▸ INSTRUCTIONS TO FOLLOW
Look through the records below and collect all lines that hold the string "rename".

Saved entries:
=== Begin Enclosure ===

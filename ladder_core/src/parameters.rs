//! # Ladder Parameters
//!
//! The input model every engine function reads. All geometry is in
//! millimetres and is taken as given: the engine reports on out-of-range
//! values rather than rejecting them.
//!
//! ## Design vs. Audit
//!
//! In [`AppMode::Design`] the ladder is being sized, so switching standard
//! (or entering Design mode) pulls the standard's default geometry and
//! re-derives `has_cage`/`has_platform` from the height thresholds. In
//! [`AppMode::Audit`] the fields are field measurements of an installed
//! ladder and are never overwritten.
//!
//! ```rust
//! use ladder_core::parameters::{AppMode, LadderParameters};
//! use ladder_core::standards::TechnicalStandard;
//!
//! let mut params = LadderParameters::default();
//! params.set_standard(TechnicalStandard::Osha1910_27);
//! assert_eq!(params.width, 457.0);
//!
//! let mut audit = LadderParameters { mode: AppMode::Audit, ..Default::default() };
//! audit.set_standard(TechnicalStandard::Osha1910_27);
//! assert_eq!(audit.width, 450.0);
//! ```
//!
//! ## JSON Example
//!
//! ```json
//! {
//!   "mode": "design",
//!   "standard": "NR12",
//!   "installation_type": "Parede",
//!   "environment": "Interno",
//!   "total_height": 6000.0,
//!   "width": 450.0,
//!   "rung_spacing": 300.0,
//!   "rung_diameter": 25.0,
//!   "wall_distance": 200.0,
//!   "cage_start_height": 2500.0,
//!   "cage_diameter": 700.0,
//!   "top_extension": 1100.0,
//!   "handrail_height": 1100.0,
//!   "has_cage": true,
//!   "has_platform": false,
//!   "material": "Aço galvanizado"
//! }
//! ```

use serde::{Deserialize, Serialize};
use tracing::debug;

use crate::materials::MaterialType;
use crate::standards::{self, TechnicalStandard};

/// Whether the ladder is being designed or audited as built
#[derive(Debug, Clone, Copy, PartialEq, Eq, Hash, Serialize, Deserialize)]
pub enum AppMode {
    #[serde(rename = "design", alias = "projeto")]
    Design,
    #[serde(rename = "audit", alias = "auditoria")]
    Audit,
}

impl Default for AppMode {
    fn default() -> Self {
        AppMode::Design
    }
}

impl std::fmt::Display for AppMode {
    fn fmt(&self, f: &mut std::fmt::Formatter<'_>) -> std::fmt::Result {
        match self {
            AppMode::Design => write!(f, "design"),
            AppMode::Audit => write!(f, "audit"),
        }
    }
}

/// What the ladder is fixed to
#[derive(Debug, Clone, Copy, PartialEq, Eq, Hash, Serialize, Deserialize)]
pub enum InstallationType {
    #[serde(rename = "Parede")]
    Wall,
    #[serde(rename = "Estrutura metálica")]
    SteelStructure,
    #[serde(rename = "Torre")]
    Tower,
}

impl InstallationType {
    pub fn label(&self) -> &'static str {
        match self {
            InstallationType::Wall => "Parede",
            InstallationType::SteelStructure => "Estrutura metálica",
            InstallationType::Tower => "Torre",
        }
    }
}

impl Default for InstallationType {
    fn default() -> Self {
        InstallationType::Wall
    }
}

/// Service environment
#[derive(Debug, Clone, Copy, PartialEq, Eq, Hash, Serialize, Deserialize)]
pub enum Environment {
    #[serde(rename = "Interno")]
    Indoor,
    #[serde(rename = "Externo")]
    Outdoor,
    #[serde(rename = "Corrosivo")]
    Corrosive,
}

impl Environment {
    pub fn label(&self) -> &'static str {
        match self {
            Environment::Indoor => "Interno",
            Environment::Outdoor => "Externo",
            Environment::Corrosive => "Corrosivo",
        }
    }
}

impl Default for Environment {
    fn default() -> Self {
        Environment::Indoor
    }
}

/// Complete description of one fixed ladder.
#[derive(Debug, Clone, PartialEq, Serialize, Deserialize)]
pub struct LadderParameters {
    pub mode: AppMode,
    pub standard: TechnicalStandard,
    pub installation_type: InstallationType,
    pub environment: Environment,

    /// Climb height from base to landing (mm)
    pub total_height: f64,
    /// Clear width between stringers (mm)
    pub width: f64,
    /// Vertical rung pitch (mm)
    pub rung_spacing: f64,
    /// Round rung bar diameter (mm)
    pub rung_diameter: f64,
    /// Rung centreline to the wall or nearest fixed obstacle (mm)
    pub wall_distance: f64,
    /// Height of the lowest cage hoop above the base (mm)
    pub cage_start_height: f64,
    pub cage_diameter: f64,
    /// Stringer extension above the landing (mm)
    pub top_extension: f64,
    pub handrail_height: f64,

    /// A cage is (to be) installed
    pub has_cage: bool,
    /// A rest platform is (to be) installed
    pub has_platform: bool,

    pub material: MaterialType,
}

impl Default for LadderParameters {
    fn default() -> Self {
        LadderParameters {
            mode: AppMode::Design,
            standard: TechnicalStandard::Nr12,
            installation_type: InstallationType::Wall,
            environment: Environment::Indoor,
            total_height: 6000.0,
            width: 450.0,
            rung_spacing: 300.0,
            rung_diameter: 25.0,
            wall_distance: 200.0,
            cage_start_height: 2500.0,
            cage_diameter: 700.0,
            top_extension: 1100.0,
            handrail_height: 1100.0,
            has_cage: true,
            has_platform: false,
            material: MaterialType::GalvanizedSteel,
        }
    }
}

impl LadderParameters {
    /// Apply the active standard's defaults when in Design mode.
    ///
    /// Overwrites width, rung spacing, rung diameter and wall distance, then
    /// re-derives `has_cage` and `has_platform` from the height thresholds.
    /// Audit mode is left untouched.
    pub fn sync_with_standard(&mut self) {
        match self.mode {
            AppMode::Design => {
                let profile = standards::lookup(self.standard);
                self.width = profile.defaults.width;
                self.rung_spacing = profile.defaults.rung_spacing;
                self.rung_diameter = profile.defaults.rung_diameter;
                self.wall_distance = profile.defaults.wall_distance;
                self.has_cage = self.total_height > profile.cage_required_above;
                self.has_platform = self.total_height > profile.platform_required_above;
                debug!(standard = %self.standard, "applied standard defaults");
            }
            AppMode::Audit => {}
        }
    }

    /// Switch standard, re-applying defaults in Design mode.
    pub fn set_standard(&mut self, standard: TechnicalStandard) {
        self.standard = standard;
        self.sync_with_standard();
    }

    /// Switch mode. Entering Design mode applies the standard's defaults.
    pub fn set_mode(&mut self, mode: AppMode) {
        self.mode = mode;
        self.sync_with_standard();
    }

    /// Clear height inside the cage (mm), zero without a cage
    pub fn caged_height(&self) -> f64 {
        if self.has_cage {
            (self.total_height - self.cage_start_height).max(0.0)
        } else {
            0.0
        }
    }
}

#[cfg(test)]
mod tests {
    use super::*;

    #[test]
    fn test_design_mode_sync_to_osha() {
        let mut params = LadderParameters::default();
        params.set_standard(TechnicalStandard::Osha1910_27);

        assert_eq!(params.width, 457.0);
        assert_eq!(params.rung_spacing, 305.0);
        assert_eq!(params.rung_diameter, 25.0);
        assert_eq!(params.wall_distance, 178.0);
        // 6000 mm is below OSHA's 7315 mm cage threshold
        assert!(!params.has_cage);
        assert!(!params.has_platform);
    }

    #[test]
    fn test_audit_mode_keeps_measurements() {
        let mut params = LadderParameters {
            mode: AppMode::Audit,
            width: 380.0,
            rung_spacing: 320.0,
            has_cage: false,
            ..Default::default()
        };
        let before = params.clone();
        params.set_standard(TechnicalStandard::Osha1910_27);

        assert_eq!(params.standard, TechnicalStandard::Osha1910_27);
        assert_eq!(params.width, before.width);
        assert_eq!(params.rung_spacing, before.rung_spacing);
        assert_eq!(params.rung_diameter, before.rung_diameter);
        assert_eq!(params.wall_distance, before.wall_distance);
        assert_eq!(params.has_cage, before.has_cage);
    }

    #[test]
    fn test_entering_design_mode_applies_defaults() {
        let mut params = LadderParameters {
            mode: AppMode::Audit,
            standard: TechnicalStandard::Nbr14718,
            width: 700.0,
            total_height: 4500.0,
            has_cage: false,
            ..Default::default()
        };
        params.set_mode(AppMode::Design);

        assert_eq!(params.width, 400.0);
        assert_eq!(params.wall_distance, 150.0);
        assert!(params.has_cage);
        assert!(params.has_platform);
    }

    #[test]
    fn test_caged_height() {
        let params = LadderParameters::default();
        assert_eq!(params.caged_height(), 3500.0);

        let no_cage = LadderParameters {
            has_cage: false,
            ..Default::default()
        };
        assert_eq!(no_cage.caged_height(), 0.0);

        let low = LadderParameters {
            total_height: 2000.0,
            ..Default::default()
        };
        assert_eq!(low.caged_height(), 0.0);
    }

    #[test]
    fn test_legacy_mode_aliases() {
        let mode: AppMode = serde_json::from_str("\"projeto\"").unwrap();
        assert_eq!(mode, AppMode::Design);
        let mode: AppMode = serde_json::from_str("\"auditoria\"").unwrap();
        assert_eq!(mode, AppMode::Audit);
        assert_eq!(serde_json::to_string(&AppMode::Audit).unwrap(), "\"audit\"");
    }

    #[test]
    fn test_parameters_json_roundtrip() {
        let params = LadderParameters {
            installation_type: InstallationType::Tower,
            environment: Environment::Corrosive,
            ..Default::default()
        };
        let json = serde_json::to_string_pretty(&params).unwrap();
        assert!(json.contains("\"Torre\""));
        assert!(json.contains("\"Corrosivo\""));
        assert!(json.contains("\"Aço galvanizado\""));

        let parsed: LadderParameters = serde_json::from_str(&json).unwrap();
        assert_eq!(parsed, params);
    }
}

=== End Enclosure ===

▸ ANSWER SPACE
    #[serde(rename = "design", alias = "projeto")]
    #[serde(rename = "audit", alias = "auditoria")]
    #[serde(rename = "Parede")]
    #[serde(rename = "Estrutura metálica")]
    #[serde(rename = "Torre")]
    #[serde(rename = "Interno")]
    #[serde(rename = "Externo")]
    #[serde(rename = "Corrosivo")]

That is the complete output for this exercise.